Most British companies are trying to eject pension obligations from their balance sheet to gain financial flexibility.

A company's pension obligations sit on its balance sheet and can limit its financial and strategic options, so most boards are keen to pass the burden on.

That boom in deals helped the blue-chip company post a 14.4% rise in operating profit to 810 million pounds for the 12 months ended Dec. 31.

"We see significant potential for further value creation in the Bulk Purchase Annuities market," Chairman Nicholas Lyons said.

"I remain convinced that the drivers for consolidation are inevitably increasing and will tip the balance toward more institutions seeking to divest their capital-heavy legacy businesses to leaders in the Heritage space such as Phoenix."

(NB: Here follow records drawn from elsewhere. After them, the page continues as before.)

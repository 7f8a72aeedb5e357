//! OpenAPI documentation configuration.
//!
//! [`ApiDoc`] registers the event and health endpoints together with the
//! schema wrappers from [`crate::inbound::http::schemas`], which keep the
//! domain types free of utoipa derives.
//!
//! The document backs Swagger UI under `/docs` and is exported by the
//! `openapi-dump` binary for external tooling.

use utoipa::OpenApi;

use crate::inbound::http::events_dto::{
    EmbeddedEvents, EventPageBody, EventRequestBody, EventResponseBody, EventStatusBody,
    EventUpdateBody, PageMetadataBody,
};
use crate::inbound::http::links::Link;
use crate::inbound::http::schemas::{ErrorCodeSchema, ErrorSchema, FieldErrorSchema};

/// OpenAPI document for the REST API.
#[derive(OpenApi)]
#[openapi(
    info(
        title = "Event signup API",
        description = "Create, update, page through, and look up events.",
        license(
            name = "Apache-2.0",
            url = "https://www.apache.org/licenses/LICENSE-2.0.html"
        )
    ),
    servers(
        (url = "/", description = "Relative to the deployment base URL")
    ),
    paths(
        crate::inbound::http::events::create_event,
        crate::inbound::http::events::list_events,
        crate::inbound::http::events::get_event,
        crate::inbound::http::events::update_event,
        crate::inbound::http::health::ready,
        crate::inbound::http::health::live,
    ),
    components(schemas(
        EventRequestBody,
        EventUpdateBody,
        EventResponseBody,
        EventStatusBody,
        EventPageBody,
        EmbeddedEvents,
        PageMetadataBody,
        Link,
        ErrorSchema,
        ErrorCodeSchema,
        FieldErrorSchema
    )),
    tags(
        (name = "events", description = "Event management"),
        (name = "health", description = "Endpoints for health checks")
    )
)]
pub struct ApiDoc;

Late last year, FTSE 100-listed Phoenix, which agreed to buy the British ReAssure business of Swiss Re for 3.2 billion pounds, said it was on track to close the deal mid-2020.

Phoenix has 10 million policy-holders and 245 billion pounds in assets under administration with operations in UK, Ireland and Germany.

It increased its 2019-2023 cash generation target by 0.1 billion pounds to 3.9 billion pounds for new business written last year.

Separately, Phoenix, whose Chief Executive Officer Clive Bannister is set to retire this month, said finance chief Jim McConville would stand down in May after eight years with the business.